In 2004, he was invited to join the Dallas Cowboys as an assistant during training camp. Hand-picked by head coach Bill Parcells, Coates assisted in the evaluation and development of the tight ends group.

===Frankfurt Galaxy (2004)===
Later in 2004, Coates joined the Frankfurt Galaxy of NFL Europe as an assistant offensive coach for tight ends. The team finished the season with a 7–3 record, placing second in the league, and went on to compete in World Bowl XII.

===Cleveland Browns (2005–2007)===
From 2005 to 2007, Coates served as the tight ends coach for the Cleveland Browns. He managed the overall development of the tight end group and contributed to offensive game planning, scouting, and scripting. In 2006, under Coates’ coaching, tight end Kellen Winslow II recorded 89 receptions for 875 yards and 3 touchdowns — setting a franchise record for single-season receptions by a tight end and ranking 2nd in the NFL in tight end receptions, and 3rd in receiving yards by a tight end.

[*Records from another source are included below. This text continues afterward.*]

use super::*;

#[derive(Debug, Clone, PartialEq, Eq, Hash)]
struct DockEntry {
    app_id: AppId,
    name: String,
    running: bool,
    focused: bool,
}

/// Pinned apps in pin order, then running apps that are not pinned.
fn dock_entries(state: &DesktopState) -> Vec<DockEntry> {
    let mut app_ids: Vec<AppId> = state.dock.pinned().to_vec();
    for window in &state.windows {
        if let Some(app_id) = window.content.app_id() {
            if !app_ids.contains(app_id) {
                app_ids.push(app_id.clone());
            }
        }
    }

    app_ids
        .into_iter()
        .filter_map(|app_id| {
            let app = state.catalog.get(&app_id)?;
            let mut windows = state
                .windows
                .iter()
                .filter(|w| w.content.app_id() == Some(&app_id))
                .peekable();
            let running = windows.peek().is_some();
            let focused = windows.any(|w| w.is_focused);
            Some(DockEntry {
                app_id,
                name: app.name.clone(),
                running,
                focused,
            })
        })
        .collect()
}

#[component]
pub(super) fn Dock() -> impl IntoView {
    let runtime = use_desktop_runtime();
    let entries = Signal::derive(move || runtime.state.with(dock_entries));
    let scales = create_rw_signal(Vec::<f64>::new());

    let on_pointer_move = move |ev: web_sys::PointerEvent| {
        if let Some(geometry) = runtime.host.get_value().dock_geometry() {
            scales.set(dock_item_scales(f64::from(ev.client_x()), &geometry));
        }
    };
    let on_pointer_leave = move |_| scales.set(resting_scales(entries.get_untracked().len()));

    view! {
        <nav
            id=DOCK_DOM_ID
            class="dock"
            aria-label="Dock"
            on:pointermove=on_pointer_move
            on:pointerleave=on_pointer_leave
        >
            <For
                each=move || entries.get().into_iter().enumerate()
                key=|(_, entry)| entry.clone()
                let:item
            >
                {{
                    let (index, entry) = item;
                    let app_id = entry.app_id.clone();
                    let scale = move || scales.with(|s| s.get(index).copied().unwrap_or(1.0));
                    view! {
                        <button
                            type="button"
                            class="dock-item"
                            class:running=entry.running
                            class:focused=entry.focused
                            title=entry.name.clone()
                            style=move || format!("transform:scale({:.3});", scale())
                            on:click=move |_| {
                                runtime.dispatch_action(DesktopAction::DockItemClicked {
                                    app_id: app_id.clone(),
                                });
                            }
                        >
                            <span class="dock-item-label">{entry.name.clone()}</span>
                        </button>
                    }
                }}
            </For>
        </nav>
    }
}

#[cfg(test)]
mod tests {
    use pretty_assertions::assert_eq;

    use super::*;
    use crate::{
        apps::{AppCatalog, AppEntry},
        desktop_items::DesktopItemLayout,
        model::OpenWindowRequest,
        window_manager::open_window,
    };

    #[test]
    fn running_apps_follow_pinned_apps() {
        let mut state = DesktopState::with_catalog(
            AppCatalog::new(vec![
                AppEntry::new("notes-app", "Notes", "https://notes.example"),
                AppEntry::new("mail-app", "Mail", "https://mail.example"),
            ]),
            DesktopItemLayout::default(),
            vec![AppId::new("notes-app")],
        );
        open_window(
            &mut state,
            OpenWindowRequest {
                content: WindowContent::App(AppId::new("mail-app")),
                title: "Mail".to_string(),
                rect: None,
            },
        );

        let entries = dock_entries(&state);
        let names: Vec<_> = entries.iter().map(|e| e.name.as_str()).collect();
        assert_eq!(names, vec!["Notes", "Mail"]);
        assert!(!entries[0].running);
        assert!(entries[1].running && entries[1].focused);
    }
}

===Central State University (2009–2012)===
From 2009 to 2012, Coates served as the assistant head coach and offensive coordinator at Central State University in Ohio. In this role, he was responsible for implementing a comprehensive offensive system, supervising assistant coaches, and recruiting student-athletes.

===Saint Augustine’s University (2013–2014)===
Coates later worked as an assistant football coach at Saint Augustine’s University from 2013 to 2014, coaching wide receivers and supporting overall team development.

==Awards and honors==
- Super Bowl champion (XXXV)
- 2× First-team All-Pro (1994, 1995)
- Second-team All-Pro (1998)
- 5× Pro Bowl (1994–1998)
- NFL 1990s All-Decade Team
- New England Patriots All-1990s Team
- New England Patriots 50th Anniversary Team
- New England Patriots Hall of Fame
- Black College Football Hall of Fame
- The Sports Museum at The Tradition

==Personal life==
Coates is the father of nine children: Lauren, Brianna, Bre'Yana, Gabriella, Brittany, Ben III, Anthony, Christopher, and Natasha. He has described his greatest accomplishment in life as "being able to see all my kids being able to see and make sure they all go to school so they can be successful in life." He has spoken publicly about the deep pride he feels watching his children grow and succeed, emphasizing education and character as his top priorities as a parent.

Two of his sons have followed in his athletic footsteps by playing college football at Livingstone College, Coates’s alma mater. His son Ben Coates III plays tight end, while his son Christopher Coates plays linebacker. Despite their athletic potential, Coates has stressed that education comes first, stating that the most important goal is for them to obtain their college degrees, regardless of any future in professional sports.

Coates maintains a strong connection to his hometown of Greenwood, South Carolina, and has continued to be involved in mentoring young athletes and supporting youth development both on and off the field.